Hawaii Island has been placed on red alert by the U.S. Geological Survey (USGS) after the scientific agency of the United States government reported that volcanic activity at Kilauea on Hawaii Island continues to worsen, with an ash cloud growing as high as 10,000 to 12,000 feet.
According to the USGS's official website, a red alert means, “Major volcanic eruption is imminent, underway, or suspected with hazardous activity both on the ground and in the air.”
On May 3, Hawaii's Kilauea volcano erupted, causing lava to spew out of cracks in the ground in residential areas and prompting thousands of people to flee. Over the weekend, President Donald Trump declared a Hawaii a major disaster zone after days of volcanic activity on Hawaii Island.
“Ash emission from the Kilauea summit vent will likely be variable with periods of increased and decreased intensity depending on the occurrence of rockfalls into the vent and other changes within the vent,” according to the USGS. “At any time, activity may become more explosive, increasing the intensity of ash production and producing ballistic projectiles near the vent.”
According to the Hawaii Tourism Authority’s (HTA) most recent statement issued on Tuesday, "plumes of steam and ash are being emitted from Kilauea summit in Hawaii causing ash to fall downwind across portions of the southern district of Kau."
"Ash is currently being reported along Highway 11 to the town of Pahala," according to the HTA. "Avoid excessive exposure to ash which is an eye and respiratory irritant. Those with breathing issues should take extra precaution to minimize exposure. Motorists are advised to drive with caution. All roads in this area are open at this time."
As of now, most of Hawaii Island’s tourism product has not sustained major damage.
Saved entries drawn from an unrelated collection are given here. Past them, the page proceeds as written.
//! Calendar cursor: which month grid is on screen.
//!
//! Months are zero-based (0 = January) to match the month dropdown's option
//! values. The cursor is independent of the selected range.

use std::ops::RangeInclusive;

use chrono::{Datelike, NaiveDate};
use thiserror::Error;

use crate::utils::date::days_in_month;

/// Years offered either side of the current year by default.
pub const DEFAULT_YEAR_WINDOW: u32 = 10;

const MONTH_NAMES: [&str; 12] = [
    "January",
    "February",
    "March",
    "April",
    "May",
    "June",
    "July",
    "August",
    "September",
    "October",
    "November",
    "December",
];

#[derive(Debug, Clone, PartialEq, Eq, Error)]
pub enum CursorError {
    #[error("month {0} is outside 0-11")]
    MonthOutOfRange(u32),
    #[error("year {year} is outside the selectable window {min}-{max}")]
    YearOutOfWindow { year: i32, min: i32, max: i32 },
}

#[derive(Debug, Clone, Copy, PartialEq, Eq)]
pub struct CalendarCursor {
    month: u32,
    year: i32,
}

impl CalendarCursor {
    /// Cursor showing the month that contains `date`.
    pub fn from_date(date: NaiveDate) -> Self {
        Self {
            month: date.month0(),
            year: date.year(),
        }
    }

    pub fn new(month: u32, year: i32) -> Result<Self, CursorError> {
        if month > 11 {
            return Err(CursorError::MonthOutOfRange(month));
        }
        Ok(Self { month, year })
    }

    /// Zero-based month (0 = January).
    pub fn month(&self) -> u32 {
        self.month
    }

    pub fn year(&self) -> i32 {
        self.year
    }

    /// Move by `delta` months, rolling the year over at either end.
    ///
    /// A move that would leave the `i32` year range is ignored.
    pub fn change_month(&mut self, delta: i32) {
        let total = i64::from(self.year) * 12 + i64::from(self.month) + i64::from(delta);
        match i32::try_from(total.div_euclid(12)) {
            Ok(year) => {
                self.year = year;
                self.month = total.rem_euclid(12) as u32;
            }
            Err(_) => log::warn!("Ignoring month change by {} from year {}", delta, self.year),
        }
    }

    /// Replace the month outright (dropdown selection).
    pub fn select_month(&mut self, month: u32) -> Result<(), CursorError> {
        if month > 11 {
            return Err(CursorError::MonthOutOfRange(month));
        }
        self.month = month;
        Ok(())
    }

    /// Replace the year outright, as long as it is one of the offered options.
    pub fn select_year(
        &mut self,
        year: i32,
        options: &RangeInclusive<i32>,
    ) -> Result<(), CursorError> {
        if !options.contains(&year) {
            return Err(CursorError::YearOutOfWindow {
                year,
                min: *options.start(),
                max: *options.end(),
            });
        }
        self.year = year;
        Ok(())
    }

    pub fn month_name(&self) -> &'static str {
        month_name(self.month)
    }

    pub fn days_in_month(&self) -> u32 {
        days_in_month(self.year, self.month + 1)
    }

    /// Date of `day` in the displayed month, if such a day exists.
    pub fn date_of(&self, day: u32) -> Option<NaiveDate> {
        NaiveDate::from_ymd_opt(self.year, self.month + 1, day)
    }

    /// Number of empty cells before the 1st in a Sunday-first grid.
    pub fn leading_blank_days(&self) -> u32 {
        self.date_of(1)
            .map(|first| first.weekday().num_days_from_sunday())
            .unwrap_or(0)
    }

    /// Every day of the displayed month, in order.
    pub fn days(&self) -> impl Iterator<Item = NaiveDate> + '_ {
        (1..=self.days_in_month()).filter_map(move |day| self.date_of(day))
    }
}

/// Name of a zero-based month; out-of-range values clamp to December.
pub fn month_name(month: u32) -> &'static str {
    MONTH_NAMES[month.min(11) as usize]
}

/// Years offered by the year dropdown: `current_year - window ..= current_year + window`.
pub fn year_options(current_year: i32, window: u32) -> RangeInclusive<i32> {
    let window = i32::try_from(window).unwrap_or(i32::MAX);
    current_year.saturating_sub(window)..=current_year.saturating_add(window)
}
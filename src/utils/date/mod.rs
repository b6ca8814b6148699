// Date utility functions
// Formatting and weekday classification shared by the picker and the views

use chrono::{Datelike, NaiveDate, Weekday};

/// Format used for every date handed to the host.
pub const ISO_DATE_FORMAT: &str = "%Y-%m-%d";

/// Format a calendar date as `YYYY-MM-DD`.
///
/// Works on `NaiveDate`, so the local calendar day is never shifted by a
/// time-zone offset.
pub fn format_iso(date: NaiveDate) -> String {
    date.format(ISO_DATE_FORMAT).to_string()
}

/// Parse a `YYYY-MM-DD` string.
pub fn parse_iso(value: &str) -> Option<NaiveDate> {
    NaiveDate::parse_from_str(value.trim(), ISO_DATE_FORMAT).ok()
}

pub fn is_weekend(date: NaiveDate) -> bool {
    matches!(date.weekday(), Weekday::Sat | Weekday::Sun)
}

/// Number of days in `month` (1-12) of `year`.
pub fn days_in_month(year: i32, month: u32) -> u32 {
    let (next_year, next_month) = if month == 12 {
        (year.checked_add(1), 1)
    } else {
        (Some(year), month + 1)
    };
    next_year
        .and_then(|y| NaiveDate::from_ymd_opt(y, next_month, 1))
        .and_then(|d| d.pred_opt())
        .map(|d| d.day())
        .unwrap_or(30)
}

/// First day of the month containing `date`.
pub fn first_of_month(date: NaiveDate) -> NaiveDate {
    date.with_day(1).unwrap_or(date)
}

/// Last day of the month containing `date`.
pub fn last_of_month(date: NaiveDate) -> NaiveDate {
    let last = days_in_month(date.year(), date.month());
    date.with_day(last).unwrap_or(date)
}
// Settings module
// Persisted configuration for the picker window

use serde::{Deserialize, Serialize};
use thiserror::Error;

use crate::models::calendar_cursor::DEFAULT_YEAR_WINDOW;
use crate::models::predefined_range::{
    default_predefined_ranges, PredefinedRangeConfig, RangeRule,
};

#[derive(Debug, Clone, PartialEq, Serialize, Deserialize)]
#[serde(default)]
pub struct Settings {
    /// Years offered either side of the current year in the year dropdown
    pub year_window: u32,
    pub window_width: f32,
    pub window_height: f32,
    pub predefined_ranges: Vec<PredefinedRangeConfig>,
}

impl Default for Settings {
    fn default() -> Self {
        Self {
            year_window: DEFAULT_YEAR_WINDOW,
            window_width: 1100.0,
            window_height: 640.0,
            predefined_ranges: default_predefined_ranges(),
        }
    }
}

/// Longest look-back a `last_days` shortcut may use.
pub const MAX_LAST_DAYS: u32 = 36_600;

/// Values the picker cannot work with.
#[derive(Debug, Clone, PartialEq, Error)]
pub enum SettingsError {
    #[error("Year window cannot exceed 200 years (got {0})")]
    YearWindowTooLarge(u32),
    #[error("Window must be at least 200x200 (got {width}x{height})")]
    WindowTooSmall { width: f32, height: f32 },
    #[error("Predefined range {0:?} has an empty label")]
    EmptyLabel(Option<i64>),
    #[error("Predefined range '{label}' looks back {days} days, the limit is 36600")]
    LookBackTooLong { label: String, days: u32 },
}

const MAX_YEAR_WINDOW: u32 = 200;
const MIN_WINDOW_SIZE: f32 = 200.0;

impl Settings {
    /// Check values the picker cannot work with.
    pub fn validate(&self) -> Result<(), SettingsError> {
        if self.year_window > MAX_YEAR_WINDOW {
            return Err(SettingsError::YearWindowTooLarge(self.year_window));
        }

        if !(self.window_width >= MIN_WINDOW_SIZE && self.window_height >= MIN_WINDOW_SIZE) {
            return Err(SettingsError::WindowTooSmall {
                width: self.window_width,
                height: self.window_height,
            });
        }

        for range in &self.predefined_ranges {
            if range.label.trim().is_empty() {
                return Err(SettingsError::EmptyLabel(range.id));
            }
            if let RangeRule::LastDays { days } = range.rule {
                if days > MAX_LAST_DAYS {
                    return Err(SettingsError::LookBackTooLong {
                        label: range.label.clone(),
                        days,
                    });
                }
            }
        }

        Ok(())
    }
}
Here’s a breakdown of the current status of Hawaii Island’s tourism offerings.
A spokesperson for the Island of Hawaii Visitors Bureau told Travel Agent the volcanic activity has resulted in zero hotel closings, mainly because the resort areas are located far from the Kilauea area.
“All hotels on the island of Hawaii are open and operating as usual,” according to a written Island of Hawaii Visitors Bureau statement issued to Travel Agent Tuesday night. “The hotels are located in Hilo (40 minutes away), and Kohala and Kona Coasts (+100 driving miles away). None of the hotels sustained any damage from Kilauea volcano.”
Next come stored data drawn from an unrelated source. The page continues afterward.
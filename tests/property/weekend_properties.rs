// Property-based tests for weekend calculation and day selection

use chrono::{Datelike, Duration, NaiveDate, Weekday};
use date_range_picker::models::calendar_cursor::CalendarCursor;
use date_range_picker::services::notification::LoggingListener;
use date_range_picker::services::selection::RangePicker;
use date_range_picker::services::weekend::weekend_dates;
use date_range_picker::utils::date::{format_iso, parse_iso};
use proptest::prelude::*;

fn date_strategy() -> impl Strategy<Value = NaiveDate> {
    // Days since 2000-01-01, covering a few decades
    let epoch = NaiveDate::from_ymd_opt(2000, 1, 1).unwrap();
    (0i64..15_000).prop_map(move |offset| epoch + Duration::days(offset))
}

proptest! {
    /// Property: every reported weekend lies in range, is a Saturday/Sunday,
    /// and the list is strictly ascending
    #[test]
    fn prop_weekends_ascending_in_range_and_weekend(
        a in date_strategy(),
        length in 0i64..400,
    ) {
        let b = a + Duration::days(length);
        let weekends = weekend_dates(a, b);

        let parsed: Vec<NaiveDate> = weekends.iter().map(|s| parse_iso(s).unwrap()).collect();
        for pair in parsed.windows(2) {
            prop_assert!(pair[0] < pair[1]);
        }
        for date in &parsed {
            prop_assert!(*date >= a && *date <= b);
            prop_assert!(matches!(date.weekday(), Weekday::Sat | Weekday::Sun));
        }
    }

    /// Property: no weekend in range is missed
    #[test]
    fn prop_weekend_count_matches_brute_force(
        a in date_strategy(),
        length in 0i64..400,
    ) {
        let b = a + Duration::days(length);
        let expected = a
            .iter_days()
            .take_while(|d| *d <= b)
            .filter(|d| d.weekday().num_days_from_monday() >= 5)
            .count();
        prop_assert_eq!(weekend_dates(a, b).len(), expected);
    }

    /// Property: a single-day range yields that day only when it is a weekend
    #[test]
    fn prop_single_day_range(d in date_strategy()) {
        let weekends = weekend_dates(d, d);
        if matches!(d.weekday(), Weekday::Sat | Weekday::Sun) {
            prop_assert_eq!(weekends, vec![format_iso(d)]);
        } else {
            prop_assert!(weekends.is_empty());
        }
    }

    /// Property: clicking a weekend day never changes the selection
    #[test]
    fn prop_weekend_click_is_noop(
        clicks in proptest::collection::vec(date_strategy(), 0..6),
        day in date_strategy(),
        weekend_offset in 5i64..=6,
    ) {
        // Saturday (5) or Sunday (6) of the week containing `day`
        let monday = day - Duration::days(i64::from(day.weekday().num_days_from_monday()));
        let weekend = monday + Duration::days(weekend_offset);
        prop_assert!(matches!(weekend.weekday(), Weekday::Sat | Weekday::Sun));

        let mut picker = RangePicker::new(weekend, 10, Vec::new(), Box::new(LoggingListener));
        for click in clicks {
            picker.select_day(click);
        }
        let before = *picker.range();
        picker.select_day(weekend);
        prop_assert_eq!(*picker.range(), before);
    }

    /// Property: click-built ranges keep start <= end
    #[test]
    fn prop_clicked_ranges_are_ordered(
        clicks in proptest::collection::vec(date_strategy(), 1..10),
    ) {
        let mut picker = RangePicker::new(clicks[0], 10, Vec::new(), Box::new(LoggingListener));
        for click in clicks {
            picker.select_day(click);
            if let (Some(start), Some(end)) = (picker.range().start_date, picker.range().end_date) {
                prop_assert!(start <= end);
            }
        }
    }

    /// Property: moving forward then back by the same delta returns to the same month
    #[test]
    fn prop_change_month_round_trip(
        month in 0u32..12,
        year in 1900i32..2100,
        delta in -240i32..240,
    ) {
        let mut cursor = CalendarCursor::new(month, year).unwrap();
        cursor.change_month(delta);
        prop_assert!(cursor.month() < 12);
        cursor.change_month(-delta);
        prop_assert_eq!((cursor.month(), cursor.year()), (month, year));
    }
}
//! Predefined range shortcuts panel.

use super::PickerApp;
use egui::{RichText, SelectableLabel};

const PANEL_DEFAULT_WIDTH: f32 = 180.0;

impl PickerApp {
    pub(super) fn render_predefined_panel(&mut self, ctx: &egui::Context) {
        egui::SidePanel::left("predefined_ranges")
            .default_width(PANEL_DEFAULT_WIDTH)
            .resizable(false)
            .show(ctx, |ui| {
                ui.add_space(8.0);
                ui.label(RichText::new("Predefined Ranges").strong().size(18.0));
                ui.add_space(8.0);

                if self.picker.predefined_ranges().is_empty() {
                    ui.label(RichText::new("None configured").weak());
                    return;
                }

                let mut clicked = None;
                for (index, range) in self.picker.predefined_ranges().iter().enumerate() {
                    let active = self.picker.is_predefined_active(range);
                    let response = ui
                        .add(SelectableLabel::new(active, range.label.as_str()))
                        .on_hover_text(format!("{} - {}", range.start_date, range.end_date));
                    if response.clicked() {
                        clicked = Some(index);
                    }
                    ui.add_space(4.0);
                }

                if let Some(index) = clicked {
                    self.picker.select_predefined_at(index);
                }
            });
    }
}
use super::PickerApp;
use crate::models::predefined_range::resolve_all;
use crate::models::settings::Settings;
use crate::services::notification::{LoggingListener, RangeChangeListener};
use crate::services::selection::RangePicker;
use crate::ui_egui::theme::PickerTheme;
use chrono::{Local, NaiveDate};

impl PickerApp {
    pub fn new(cc: &eframe::CreationContext<'_>, settings: &Settings) -> Self {
        let today = Local::now().date_naive();
        let app = Self::from_settings(settings, today, Box::new(LoggingListener));
        app.theme.apply_to_context(&cc.egui_ctx);
        app
    }

    /// Build the app without a window, resolving shortcuts against `today`.
    pub fn from_settings(
        settings: &Settings,
        today: NaiveDate,
        listener: Box<dyn RangeChangeListener>,
    ) -> Self {
        let predefined_ranges = resolve_all(&settings.predefined_ranges, today);
        log::info!(
            "Starting picker on {} with {} predefined ranges",
            today,
            predefined_ranges.len()
        );

        Self {
            picker: RangePicker::new(today, settings.year_window, predefined_ranges, listener),
            theme: PickerTheme::light(),
        }
    }
}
According to the HTA, “All accommodations, activities and attractions on the island are also operating normally, with the exception of those in the area affected by the lava activity.”
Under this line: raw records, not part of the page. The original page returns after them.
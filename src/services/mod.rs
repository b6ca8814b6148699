// Service module exports

pub mod notification;
pub mod selection;
pub mod settings;
pub mod weekend;
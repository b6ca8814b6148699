//! Range selection state machine.
//!
//! `RangePicker` owns everything the widget mutates: the selected range, the
//! active predefined shortcut and the calendar cursor. Each operation runs to
//! completion and, when it changes whether a complete range is selected,
//! recomputes the weekends and notifies the listener exactly once.
//!
//! Phases: Empty -> PartialStart -> Complete -> PartialStart ... on day
//! clicks; a predefined pick moves any phase straight to Complete.

use std::ops::RangeInclusive;

use chrono::NaiveDate;

use crate::models::calendar_cursor::{year_options, CalendarCursor, CursorError};
use crate::models::date_range::{DateRange, SelectionPhase};
use crate::models::predefined_range::PredefinedRange;
use crate::services::notification::{RangeChange, RangeChangeListener};
use crate::services::weekend::WeekendCalculator;
use crate::utils::date::is_weekend;

pub struct RangePicker {
    range: DateRange,
    active_predefined: Option<i64>,
    predefined_ranges: Vec<PredefinedRange>,
    cursor: CalendarCursor,
    year_options: RangeInclusive<i32>,
    weekends: Vec<String>,
    calculator: WeekendCalculator,
    listener: Box<dyn RangeChangeListener>,
}

impl RangePicker {
    /// Create a picker showing the month of `today`, with nothing selected.
    pub fn new(
        today: NaiveDate,
        year_window: u32,
        predefined_ranges: Vec<PredefinedRange>,
        listener: Box<dyn RangeChangeListener>,
    ) -> Self {
        let cursor = CalendarCursor::from_date(today);
        Self {
            range: DateRange::empty(),
            active_predefined: None,
            predefined_ranges,
            year_options: year_options(cursor.year(), year_window),
            cursor,
            weekends: Vec::new(),
            calculator: WeekendCalculator::new(),
            listener,
        }
    }

    pub fn range(&self) -> &DateRange {
        &self.range
    }

    pub fn phase(&self) -> SelectionPhase {
        self.range.phase()
    }

    /// Weekends inside the current range; empty unless the range is complete.
    pub fn weekends(&self) -> &[String] {
        &self.weekends
    }

    pub fn cursor(&self) -> &CalendarCursor {
        &self.cursor
    }

    pub fn year_options(&self) -> RangeInclusive<i32> {
        self.year_options.clone()
    }

    pub fn predefined_ranges(&self) -> &[PredefinedRange] {
        &self.predefined_ranges
    }

    pub fn active_predefined(&self) -> Option<i64> {
        self.active_predefined
    }

    pub fn is_predefined_active(&self, range: &PredefinedRange) -> bool {
        range.id.is_some() && range.id == self.active_predefined
    }

    /// Handle a click on `date`. Weekend days are ignored.
    pub fn select_day(&mut self, date: NaiveDate) {
        if is_weekend(date) {
            log::trace!("Ignoring click on weekend day {}", date);
            return;
        }

        let next = match (self.range.start_date, self.range.end_date) {
            (Some(start), None) if date < start => DateRange::complete(date, start),
            (Some(start), None) => DateRange::complete(start, date),
            _ => DateRange::starting_at(date),
        };

        log::debug!("Day {} selected: {:?} -> {:?}", date, self.range.phase(), next.phase());
        self.apply(next);
    }

    /// Handle a click on day number `day` of the displayed month.
    pub fn select_day_in_view(&mut self, day: u32) {
        if let Some(date) = self.cursor.date_of(day) {
            self.select_day(date);
        }
    }

    /// Take the bounds of a predefined shortcut as-is and mark it active.
    pub fn select_predefined(&mut self, range: &PredefinedRange) {
        log::debug!(
            "Predefined range '{}' selected: {} - {}",
            range.label,
            range.start_date,
            range.end_date
        );
        self.active_predefined = range.id;
        self.apply(DateRange::complete(range.start_date, range.end_date));
    }

    /// Pick the shortcut at `index` in the injected list.
    pub fn select_predefined_at(&mut self, index: usize) {
        if let Some(range) = self.predefined_ranges.get(index).cloned() {
            self.select_predefined(&range);
        }
    }

    /// Drop any selection and the active shortcut.
    pub fn clear(&mut self) {
        self.active_predefined = None;
        self.apply(DateRange::empty());
    }

    pub fn is_in_range(&self, date: NaiveDate) -> bool {
        self.range.contains(date)
    }

    pub fn is_endpoint(&self, date: NaiveDate) -> bool {
        self.range.is_endpoint(date)
    }

    pub fn change_month(&mut self, delta: i32) {
        self.cursor.change_month(delta);
    }

    pub fn select_month(&mut self, month: u32) -> Result<(), CursorError> {
        self.cursor.select_month(month)
    }

    pub fn select_year(&mut self, year: i32) -> Result<(), CursorError> {
        self.cursor.select_year(year, &self.year_options)
    }

    /// Store `next` and notify if completeness was affected.
    fn apply(&mut self, next: DateRange) {
        let previous = std::mem::replace(&mut self.range, next);
        if previous == next {
            return;
        }
        if !previous.is_complete() && !next.is_complete() {
            return;
        }

        let change = match next.bounds() {
            Some((start, end)) => {
                self.weekends = self.calculator.weekends(start, end);
                let formatted = next.formatted().unwrap_or_default();
                RangeChange::selected(formatted, self.weekends.clone())
            }
            None => {
                self.weekends.clear();
                RangeChange::cleared()
            }
        };
        self.listener.on_change(&change);
    }
}

impl std::fmt::Debug for RangePicker {
    fn fmt(&self, f: &mut std::fmt::Formatter<'_>) -> std::fmt::Result {
        f.debug_struct("RangePicker")
            .field("range", &self.range)
            .field("active_predefined", &self.active_predefined)
            .field("cursor", &self.cursor)
            .field("weekends", &self.weekends)
            .finish_non_exhaustive()
    }
}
But the disaster has been causing some cruise disruptions. Norwegian Cruise Line’s Pride of America had to skip its call at Hilo on Tuesday, and the cruise line issued a statement Wednesday morning explaining exactly why the decision was made.
“At Norwegian Cruise Line, the safety and security of our guests and crew is our top priority,” according to the Norwegian statement. “We have been closely monitoring the adverse conditions impacting [Hawaii Island] and are modifying the itinerary of Pride of America to ensure our guests have the best vacation experience possible.
“Pride of America will not call in Hilo on Tuesday, May 15th, and as a result will spend the day at sea. On Wednesday, May 16th, Pride of America will not call in Kona, but will add an additional day in Maui and call in Lahaina instead.”
Last week, the volcanic eruption in Hawaii prompted Royal Caribbean to cancel a call by Radiance of the Seas. Radiance of the Seas canceled its call at Hilo on May 7, instead spending the day at sea, a Royal Caribbean representative told Travel Agent.
According to the HTA, all flights into Ellison Onizuka Kona International Airport at Keahole (KOA) on the west and Hilo International Airport (ITO) on the east are operating normally. Several airlines have also issued flight waivers due to the eruption for guests scheduled to fly to, from or through Hilo or Kona.
According to the HTA, “Air quality on the island of Hawaii remains largely unchanged with this situation. However, air quality near where the volcanic activity is occurring can be hazardous (SO2-sulfur dioxide) and light ash fall may be present, and officials are continuing to monitor air quality.”